In animal models, researchers found that the DNA delivered immune-focused nanoparticle vaccine produced much higher levels of neutralizing antibodies than the vaccine that wasn't immune-focused.
"A difficulty with current vaccines is that neutralizing antibodies decline over time," Kulp said. The nanoparticle vaccine produced durable responses after a single immunization out to six months in mice, unlike what we are seeing with current SARS-CoV-2 vaccines in people.
The ultimate test for SARS-CoV-2 vaccine candidates is protection from death in SARS-CoV-2 challenge experiments. The researchers found that in a lethal challenge model 100% of mice who received the immune-focused nanoparticle vaccine were protected from death with a single low dose. Most mice who received the standard, non-immune focused vaccine died within 10 days of challenge.
The vaccine assessment was conducted in both wild-type mice and mice that were genetically engineered to mimic human immune systems, he noted.
Even without being updated, the immune-focused vaccine showed a comparable level of antibody production to Delta, and other variants, Kulp said. That's partly because of the immune focusing approach itself, he noted; in blocking parts of the receptive binding domain for the purpose of inhibiting non-neutralizing antibodies, it also blocks many of the areas affected by spike protein mutations. Studies on the Omicron variant are underway.
Researchers are seeking funding to begin human trials of the vaccine.
Co-author David B. Weiner, Ph.D., executive vice president, director of the Vaccine & Immunotherapy Center and the W.W. Smith Charitable Trust Professor in Cancer Research, at The Wistar Institute, said the vaccine could provide a needed step forward to improve protection against COVID-19.

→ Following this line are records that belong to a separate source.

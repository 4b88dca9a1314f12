use clap::Parser;
use sea_orm::{ConnectOptions, Database};
use std::sync::Arc;
use tracing::{error, info};
use tracing_appender::rolling;
use tracing_subscriber::{EnvFilter, fmt, layer::SubscriberExt, util::SubscriberInitExt};

use synthetics_server::db::services::{MonitorStore, PostgresMonitorStore};
use synthetics_server::server::config::ServerConfig;
use synthetics_server::services::encryption_service::EncryptionService;
use synthetics_server::services::monitor_deletion::MonitorDeletionCoordinator;
use synthetics_server::services::sync_service::ServiceApiClient;
use synthetics_server::services::telemetry::{NoopTelemetry, TelemetryQueue, TelemetrySink};
use synthetics_server::version::VERSION;
use synthetics_server::web::{AppState, create_axum_router};

const TELEMETRY_QUEUE_CAPACITY: usize = 1024;

#[derive(Parser, Debug)]
#[command(author, version, about, long_about = None)]
struct Args {
    /// Path to the configuration file
    #[arg(short, long)]
    config: Option<String>,
}

fn init_logging(log_dir: &str) {
    // Log to a file: JSON format, daily rotation
    let file_appender = rolling::daily(log_dir, "server.log");
    let file_layer = fmt::layer()
        .with_writer(file_appender)
        .with_ansi(false)
        .json();

    // Log to stdout: human-readable format
    let stdout_layer = fmt::layer().with_writer(std::io::stdout);

    let env_filter = EnvFilter::try_from_default_env()
        .unwrap_or_else(|_| EnvFilter::new("info,sea_orm=warn,sqlx::query=warn"));

    tracing_subscriber::registry()
        .with(env_filter)
        .with(file_layer)
        .with(stdout_layer)
        .init();
}

async fn shutdown_signal() {
    if let Err(e) = tokio::signal::ctrl_c().await {
        error!(error = %e, "Failed to listen for shutdown signal.");
    }
    info!("Shutdown signal received.");
}

#[tokio::main]
async fn main() -> Result<(), Box<dyn std::error::Error + Send + Sync>> {
    let args = Args::parse();

    let config = match ServerConfig::load(args.config.as_deref()) {
        Ok(config) => Arc::new(config),
        Err(e) => {
            eprintln!("Failed to load server configuration: {e}");
            return Err(e.into());
        }
    };

    init_logging(&config.log_dir);
    info!(version = VERSION, stack_version = %config.stack_version, "Starting synthetics server.");

    // --- Database Setup ---
    let mut opt = ConnectOptions::new(config.database_url.to_owned());
    opt.max_connections(10);
    let db = Database::connect(opt).await?;

    let encryption_service = Arc::new(EncryptionService::from_hex_key(&config.encryption_key)?);
    let postgres_store = PostgresMonitorStore::new(db, encryption_service);
    postgres_store.ensure_schema().await?;
    let monitor_store: Arc<dyn MonitorStore> = Arc::new(postgres_store);

    // --- Sync Service Setup ---
    let sync_service = Arc::new(ServiceApiClient::new(
        config.service_locations.clone(),
        config.stack_version.clone(),
    )?);
    if sync_service.locations().is_empty() {
        info!("No sync service locations configured, deletions will only touch the store.");
    }

    // --- Telemetry Setup ---
    let telemetry: Arc<dyn TelemetrySink> = if config.telemetry_enabled {
        let (queue, reporter) = TelemetryQueue::new(TELEMETRY_QUEUE_CAPACITY);
        reporter.run();
        Arc::new(queue)
    } else {
        Arc::new(NoopTelemetry)
    };

    let deletion_coordinator = Arc::new(MonitorDeletionCoordinator::new(
        monitor_store.clone(),
        sync_service,
        telemetry,
        config.stack_version.clone(),
    ));

    let app = create_axum_router(Arc::new(AppState {
        monitor_store,
        deletion_coordinator,
    }));

    let listener = tokio::net::TcpListener::bind(&config.listen_addr).await?;
    info!(addr = %config.listen_addr, "HTTP server listening.");

    axum::serve(listener, app)
        .with_graceful_shutdown(shutdown_signal())
        .await?;

    info!("Server stopped.");
    Ok(())
}
//! Usage telemetry for monitor lifecycle events.
//!
//! Producers hand events to a [`TelemetrySink`] and move on; nothing on the request
//! path waits for telemetry. The default sink queues events on a bounded channel and a
//! background reporter writes them out as structured log records.

use chrono::{DateTime, SecondsFormat, Utc};
use serde::Serialize;
use sha2::{Digest, Sha256};
use tokio::sync::mpsc;
use tracing::{info, warn};

use crate::db::models::SyntheticsMonitor;
use crate::services::sync_service::SyncError;

#[derive(Serialize, Debug, Clone, PartialEq)]
#[serde(rename_all = "camelCase")]
pub struct MonitorTelemetryEvent {
    pub stack_version: String,
    /// sha256 of the monitor id, so events can be correlated without exposing ids.
    pub config_id: String,
    pub monitor_type: String,
    pub locations: Vec<String>,
    pub locations_count: usize,
    pub monitor_name_length: usize,
    pub monitor_interval: Option<u64>,
    pub revision: i32,
    #[serde(skip_serializing_if = "Option::is_none")]
    pub script_type: Option<String>,
    #[serde(skip_serializing_if = "Option::is_none")]
    pub deleted_at: Option<String>,
    #[serde(skip_serializing_if = "Option::is_none")]
    pub errors: Option<Vec<SyncError>>,
}

#[derive(Serialize, Debug, Clone, PartialEq)]
#[serde(rename_all = "camelCase")]
pub struct ErrorTelemetryEvent {
    pub reason: String,
    pub message: String,
    #[serde(rename = "type")]
    pub error_type: String,
    pub code: Option<String>,
    pub status: Option<u16>,
    pub stack_version: String,
}

#[derive(Debug, Clone, PartialEq)]
pub enum TelemetryEvent {
    Monitor(MonitorTelemetryEvent),
    Error(ErrorTelemetryEvent),
}

pub trait TelemetrySink: Send + Sync {
    fn send_monitor_event(&self, event: MonitorTelemetryEvent);
    fn send_error_event(&self, event: ErrorTelemetryEvent);
}

pub fn hash_config_id(monitor_id: &str) -> String {
    hex::encode(Sha256::digest(monitor_id.as_bytes()))
}

/// Builds the event recorded when a monitor is deleted.
pub fn format_delete_event(
    monitor: &SyntheticsMonitor,
    stack_version: &str,
    deleted_at: DateTime<Utc>,
    is_inline_script: bool,
    errors: &[SyncError],
) -> MonitorTelemetryEvent {
    let attributes = &monitor.attributes;
    let script_type = (attributes.monitor_type == "browser").then(|| {
        let script_type = if is_inline_script { "inline" } else { "project" };
        script_type.to_string()
    });

    MonitorTelemetryEvent {
        stack_version: stack_version.to_string(),
        config_id: hash_config_id(&monitor.id),
        monitor_type: attributes.monitor_type.clone(),
        locations: attributes.locations.clone(),
        locations_count: attributes.locations.len(),
        monitor_name_length: attributes.name.chars().count(),
        monitor_interval: attributes.schedule.interval_ms(),
        revision: attributes.revision,
        script_type,
        deleted_at: Some(deleted_at.to_rfc3339_opts(SecondsFormat::Millis, true)),
        errors: (!errors.is_empty()).then(|| errors.to_vec()),
    }
}

/// Sink that drops everything, used when telemetry is disabled.
#[derive(Debug, Default, Clone, Copy)]
pub struct NoopTelemetry;

impl TelemetrySink for NoopTelemetry {
    fn send_monitor_event(&self, _event: MonitorTelemetryEvent) {}
    fn send_error_event(&self, _event: ErrorTelemetryEvent) {}
}

/// Queueing sink. Events that do not fit into the queue are dropped.
#[derive(Debug, Clone)]
pub struct TelemetryQueue {
    sender: mpsc::Sender<TelemetryEvent>,
}

impl TelemetryQueue {
    /// Creates the queue and the reporter that drains it.
    pub fn new(capacity: usize) -> (Self, TelemetryReporter) {
        let (sender, receiver) = mpsc::channel(capacity);
        (Self { sender }, TelemetryReporter { receiver })
    }

    fn enqueue(&self, event: TelemetryEvent) {
        if let Err(e) = self.sender.try_send(event) {
            warn!(error = %e, "Dropping telemetry event.");
        }
    }
}

impl TelemetrySink for TelemetryQueue {
    fn send_monitor_event(&self, event: MonitorTelemetryEvent) {
        self.enqueue(TelemetryEvent::Monitor(event));
    }

    fn send_error_event(&self, event: ErrorTelemetryEvent) {
        self.enqueue(TelemetryEvent::Error(event));
    }
}

#[derive(Debug)]
pub struct TelemetryReporter {
    receiver: mpsc::Receiver<TelemetryEvent>,
}

impl TelemetryReporter {
    /// Receives the next queued event, `None` once every queue handle is gone.
    pub async fn next_event(&mut self) -> Option<TelemetryEvent> {
        self.receiver.recv().await
    }

    /// Spawns the background task that reports queued events.
    pub fn run(mut self) {
        tokio::spawn(async move {
            info!("Telemetry reporter started.");
            while let Some(event) = self.next_event().await {
                report(&event);
            }
            info!("Telemetry reporter stopped.");
        });
    }
}

fn report(event: &TelemetryEvent) {
    let (kind, payload) = match event {
        TelemetryEvent::Monitor(e) => ("monitor_update", serde_json::to_string(e)),
        TelemetryEvent::Error(e) => ("error", serde_json::to_string(e)),
    };
    match payload {
        Ok(payload) => info!(target: "telemetry", kind, %payload, "Telemetry event."),
        Err(e) => warn!(kind, error = %e, "Failed to serialize telemetry event."),
    }
}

"Current vaccine effects on reducing transmission of SARS-CoV-2 variants of concern including Delta and Omicron could be improved for their breadth of protection as well as their immune potency," Weiner said. "This study demonstrates that using a nucleic acid approach combined with in vivo structural assembly of a glycan immune-focused nanoparticle drives single protection and neutralization against diverse variants of concern in a dose-sparing formulation. Additional studies of this vaccine approach for SARS-CoV-2 appear timely and important."